Retype all of the entries exactly as they appear.

——————

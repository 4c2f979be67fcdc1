// ugBC - A retargetable BASIC compiler creating binaries for 8-bit home computers
// Copyright (C) 2026  Marcel Joachim Kloubert <marcel@kloubert.dev>
//
// This program is free software: you can redistribute it and/or modify
// it under the terms of the GNU Affero General Public License as published by
// the Free Software Foundation, either version 3 of the License, or
// (at your option) any later version.
//
// This program is distributed in the hope that it will be useful,
// but WITHOUT ANY WARRANTY; without even the implied warranty of
// MERCHANTABILITY or FITNESS FOR A PARTICULAR PURPOSE.  See the
// GNU Affero General Public License for more details.
//
// You should have received a copy of the GNU Affero General Public License
// along with this program.  If not, see <https://www.gnu.org/licenses/>.

//! STORAGE blocks and DLOAD.
//!
//! A storage block lists files copied into the disk image next to the
//! program. A file may be bound to a buffer variable: the variable only
//! reserves room in memory and DLOAD fills it from the disk.

use super::variables::VariableEmitter;
use crate::backend::MachineOp;
use crate::config::OutputFormat;
use crate::environment::Environment;
use crate::error::{ErrorCode, Result, WarningCode};
use crate::symbols::{ConstantValue, FileStorage, Storage, Variable, VariableId, VariableScope};
use crate::types::VariableType;

/// Extension trait for the storage statements.
pub trait StorageEmitter {
    /// `STORAGE "name"`.
    fn begin_storage(&mut self, name: &str) -> Result<()>;

    /// `FILE "source" [AS "target"] [TO variable]`.
    fn storage_file(&mut self, source: &str, target: Option<&str>, bind: Option<&str>) -> Result<()>;

    /// `ENDSTORAGE`.
    fn end_storage(&mut self) -> Result<()>;

    /// `DLOAD "name" [TO address] [SIZE s] [OFFSET o]`.
    fn dload(
        &mut self,
        name: VariableId,
        address: Option<VariableId>,
        size: Option<VariableId>,
        offset: Option<VariableId>,
    ) -> Result<()>;
}

impl Environment {
    fn has_disk_format(&self) -> bool {
        self.target
            .machine
            .output_formats()
            .iter()
            .any(|f| matches!(f, OutputFormat::D64 | OutputFormat::Dsk | OutputFormat::Atr))
    }

    /// The variable bound to `name` by a storage block.
    fn stored_variable(&self, name: &str) -> Option<VariableId> {
        self.symbols
            .storages
            .iter()
            .find_map(|s| s.find(name))
            .and_then(|f| f.variable)
    }
}

impl StorageEmitter for Environment {
    fn begin_storage(&mut self, name: &str) -> Result<()> {
        if !self.has_disk_format() {
            return Err(self.error(
                ErrorCode::StorageUnsupported,
                format!("{} has no disk image format", self.target.machine.name()),
            ));
        }
        if self
            .symbols
            .storages
            .iter()
            .any(|s| s.name.eq_ignore_ascii_case(name))
        {
            return Err(self.error(
                ErrorCode::StorageNameDuplicate,
                format!("storage {} is already declared", name),
            ));
        }
        self.symbols.storages.push(Storage::new(name));
        self.storage = Some(self.symbols.storages.len() - 1);
        Ok(())
    }

    fn storage_file(&mut self, source: &str, target: Option<&str>, bind: Option<&str>) -> Result<()> {
        let Some(index) = self.storage else {
            return Err(self.error(
                ErrorCode::StorageUnsupported,
                "FILE outside of a STORAGE block",
            ));
        };
        let path = self.asset_path(source)?;
        let size = std::fs::metadata(&path)
            .map(|m| m.len() as usize)
            .map_err(|_| {
                self.error(
                    ErrorCode::StorageFileNotFound,
                    format!("file {} not found", path.display()),
                )
            })?;
        let target = target
            .map(str::to_string)
            .or_else(|| {
                path.file_name()
                    .map(|n| n.to_string_lossy().to_ascii_uppercase())
            })
            .unwrap_or_else(|| source.to_ascii_uppercase());
        if self.symbols.storages[index].find(&target).is_some() {
            return Err(self.error(
                ErrorCode::StorageNameDuplicate,
                format!("{} is already stored", target),
            ));
        }
        let variable = match bind {
            Some(name) => {
                let real_name = format!("_{}", name.to_ascii_uppercase());
                let mut variable = Variable::new(
                    name,
                    real_name,
                    VariableType::Buffer,
                    self.precision(),
                    VariableScope::Global,
                );
                variable.on_storage = true;
                variable.uncompressed_size = size;
                Some(self.symbols.add_variable(variable))
            }
            None => None,
        };
        log::debug!("storage file {} as {} ({} bytes)", path.display(), target, size);
        self.symbols.storages[index].files.push(FileStorage {
            source: path,
            target,
            size,
            variable,
        });
        Ok(())
    }

    fn end_storage(&mut self) -> Result<()> {
        if self.storage.take().is_none() {
            return Err(self.error(
                ErrorCode::StorageUnsupported,
                "ENDSTORAGE without STORAGE",
            ));
        }
        Ok(())
    }

    fn dload(
        &mut self,
        name: VariableId,
        address: Option<VariableId>,
        size: Option<VariableId>,
        offset: Option<VariableId>,
    ) -> Result<()> {
        if self.target.machine.routine(MachineOp::Dload).is_none() {
            return Err(self.error(
                ErrorCode::DloadUnsupported,
                format!("DLOAD is not available on {}", self.target.machine.name()),
            ));
        }
        self.expect_string(name)?;
        if self.type_of(name) == VariableType::DString {
            return Err(self.error(
                ErrorCode::TypeMismatch,
                "DLOAD needs a static file name",
            ));
        }
        if size.is_some() || offset.is_some() {
            self.warn(
                WarningCode::DloadSizeIgnored,
                "DLOAD reads whole files, SIZE and OFFSET are ignored",
            );
        }
        let destination = match address {
            Some(address) => {
                self.expect_numeric(address)?;
                address
            }
            None => {
                let file = self.constant_value_of(name).and_then(|v| match v {
                    ConstantValue::String(s) => Some(s),
                    _ => None,
                });
                let bound = file.as_deref().and_then(|f| self.stored_variable(f));
                let Some(variable) = bound else {
                    return Err(self.error(
                        ErrorCode::StorageFileNotFound,
                        format!("{} is not bound to a variable, DLOAD needs TO", file.unwrap_or_default()),
                    ));
                };
                self.touch(variable);
                let pointer = self.temporary(VariableType::Address, "dload address");
                let dest = self.real_name(pointer);
                let label = self.real_name(variable);
                self.target.cpu.address_of(&mut self.out, &label, &dest);
                pointer
            }
        };
        let pointer = self.temporary(VariableType::Address, "dload name");
        let dest = self.real_name(pointer);
        self.string_pointer(name, &dest);
        self.machine_call(MachineOp::Dload, &[pointer, destination]).map(|_| ())
    }
}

——————

**Output for this task:**
repository 4c2f979be67fcdc1
// ugBC - A retargetable BASIC compiler creating binaries for 8-bit home computers
// Copyright (C) 2026  Marcel Joachim Kloubert <marcel@kloubert.dev>
//
// This program is free software: you can redistribute it and/or modify
// it under the terms of the GNU Affero General Public License as published by
// the Free Software Foundation, either version 3 of the License, or
// (at your option) any later version.
//
// This program is distributed in the hope that it will be useful,
// but WITHOUT ANY WARRANTY; without even the implied warranty of
// MERCHANTABILITY or FITNESS FOR A PARTICULAR PURPOSE.  See the
// GNU Affero General Public License for more details.
//
// You should have received a copy of the GNU Affero General Public License
// along with this program.  If not, see <https://www.gnu.org/licenses/>.

//! STORAGE blocks and DLOAD.
//!
//! A storage block lists files copied into the disk image next to the
//! program. A file may be bound to a buffer variable: the variable only
//! reserves room in memory and DLOAD fills it from the disk.

use super::variables::VariableEmitter;
use crate::backend::MachineOp;
use crate::config::OutputFormat;
use crate::environment::Environment;
use crate::error::{ErrorCode, Result, WarningCode};
use crate::symbols::{ConstantValue, FileStorage, Storage, Variable, VariableId, VariableScope};
use crate::types::VariableType;

/// Extension trait for the storage statements.
pub trait StorageEmitter {
    /// `STORAGE "name"`.
    fn begin_storage(&mut self, name: &str) -> Result<()>;

    /// `FILE "source" [AS "target"] [TO variable]`.
    fn storage_file(&mut self, source: &str, target: Option<&str>, bind: Option<&str>) -> Result<()>;

    /// `ENDSTORAGE`.
    fn end_storage(&mut self) -> Result<()>;

    /// `DLOAD "name" [TO address] [SIZE s] [OFFSET o]`.
    fn dload(
        &mut self,
        name: VariableId,
        address: Option<VariableId>,
        size: Option<VariableId>,
        offset: Option<VariableId>,
    ) -> Result<()>;
}

impl Environment {
    fn has_disk_format(&self) -> bool {
        self.target
            .machine
            .output_formats()
            .iter()
            .any(|f| matches!(f, OutputFormat::D64 | OutputFormat::Dsk | OutputFormat::Atr))
    }

    /// The variable bound to `name` by a storage block.
    fn stored_variable(&self, name: &str) -> Option<VariableId> {
        self.symbols
            .storages
            .iter()
            .find_map(|s| s.find(name))
            .and_then(|f| f.variable)
    }
}

impl StorageEmitter for Environment {
    fn begin_storage(&mut self, name: &str) -> Result<()> {
        if !self.has_disk_format() {
            return Err(self.error(
                ErrorCode::StorageUnsupported,
                format!("{} has no disk image format", self.target.machine.name()),
            ));
        }
        if self
            .symbols
            .storages
            .iter()
            .any(|s| s.name.eq_ignore_ascii_case(name))
        {
            return Err(self.error(
                ErrorCode::StorageNameDuplicate,
                format!("storage {} is already declared", name),
            ));
        }
        self.symbols.storages.push(Storage::new(name));
        self.storage = Some(self.symbols.storages.len() - 1);
        Ok(())
    }

    fn storage_file(&mut self, source: &str, target: Option<&str>, bind: Option<&str>) -> Result<()> {
        let Some(index) = self.storage else {
            return Err(self.error(
                ErrorCode::StorageUnsupported,
                "FILE outside of a STORAGE block",
            ));
        };
        let path = self.asset_path(source)?;
        let size = std::fs::metadata(&path)
            .map(|m| m.len() as usize)
            .map_err(|_| {
                self.error(
                    ErrorCode::StorageFileNotFound,
                    format!("file {} not found", path.display()),
                )
            })?;
        let target = target
            .map(str::to_string)
            .or_else(|| {
                path.file_name()
                    .map(|n| n.to_string_lossy().to_ascii_uppercase())
            })
            .unwrap_or_else(|| source.to_ascii_uppercase());
        if self.symbols.storages[index].find(&target).is_some() {
            return Err(self.error(
                ErrorCode::StorageNameDuplicate,
                format!("{} is already stored", target),
            ));
        }
        let variable = match bind {
            Some(name) => {
                let real_name = format!("_{}", name.to_ascii_uppercase());
                let mut variable = Variable::new(
                    name,
                    real_name,
                    VariableType::Buffer,
                    self.precision(),
                    VariableScope::Global,
                );
                variable.on_storage = true;
                variable.uncompressed_size = size;
                Some(self.symbols.add_variable(variable))
            }
            None => None,
        };
        log::debug!("storage file {} as {} ({} bytes)", path.display(), target, size);
        self.symbols.storages[index].files.push(FileStorage {
            source: path,
            target,
            size,
            variable,
        });
        Ok(())
    }

    fn end_storage(&mut self) -> Result<()> {
        if self.storage.take().is_none() {
            return Err(self.error(
                ErrorCode::StorageUnsupported,
                "ENDSTORAGE without STORAGE",
            ));
        }
        Ok(())
    }

    fn dload(
        &mut self,
        name: VariableId,
        address: Option<VariableId>,
        size: Option<VariableId>,
        offset: Option<VariableId>,
    ) -> Result<()> {
        if self.target.machine.routine(MachineOp::Dload).is_none() {
            return Err(self.error(
                ErrorCode::DloadUnsupported,
                format!("DLOAD is not available on {}", self.target.machine.name()),
            ));
        }
        self.expect_string(name)?;
        if self.type_of(name) == VariableType::DString {
            return Err(self.error(
                ErrorCode::TypeMismatch,
                "DLOAD needs a static file name",
            ));
        }
        if size.is_some() || offset.is_some() {
            self.warn(
                WarningCode::DloadSizeIgnored,
                "DLOAD reads whole files, SIZE and OFFSET are ignored",
            );
        }
        let destination = match address {
            Some(address) => {
                self.expect_numeric(address)?;
                address
            }
            None => {
                let file = self.constant_value_of(name).and_then(|v| match v {
                    ConstantValue::String(s) => Some(s),
                    _ => None,
                });
                let bound = file.as_deref().and_then(|f| self.stored_variable(f));
                let Some(variable) = bound else {
                    return Err(self.error(
                        ErrorCode::StorageFileNotFound,
                        format!("{} is not bound to a variable, DLOAD needs TO", file.unwrap_or_default()),
                    ));
                };
                self.touch(variable);
                let pointer = self.temporary(VariableType::Address, "dload address");
                let dest = self.real_name(pointer);
                let label = self.real_name(variable);
                self.target.cpu.address_of(&mut self.out, &label, &dest);
                pointer
            }
        };
        let pointer = self.temporary(VariableType::Address, "dload name");
        let dest = self.real_name(pointer);
        self.string_pointer(name, &dest);
        self.machine_call(MachineOp::Dload, &[pointer, destination]).map(|_| ())
    }
}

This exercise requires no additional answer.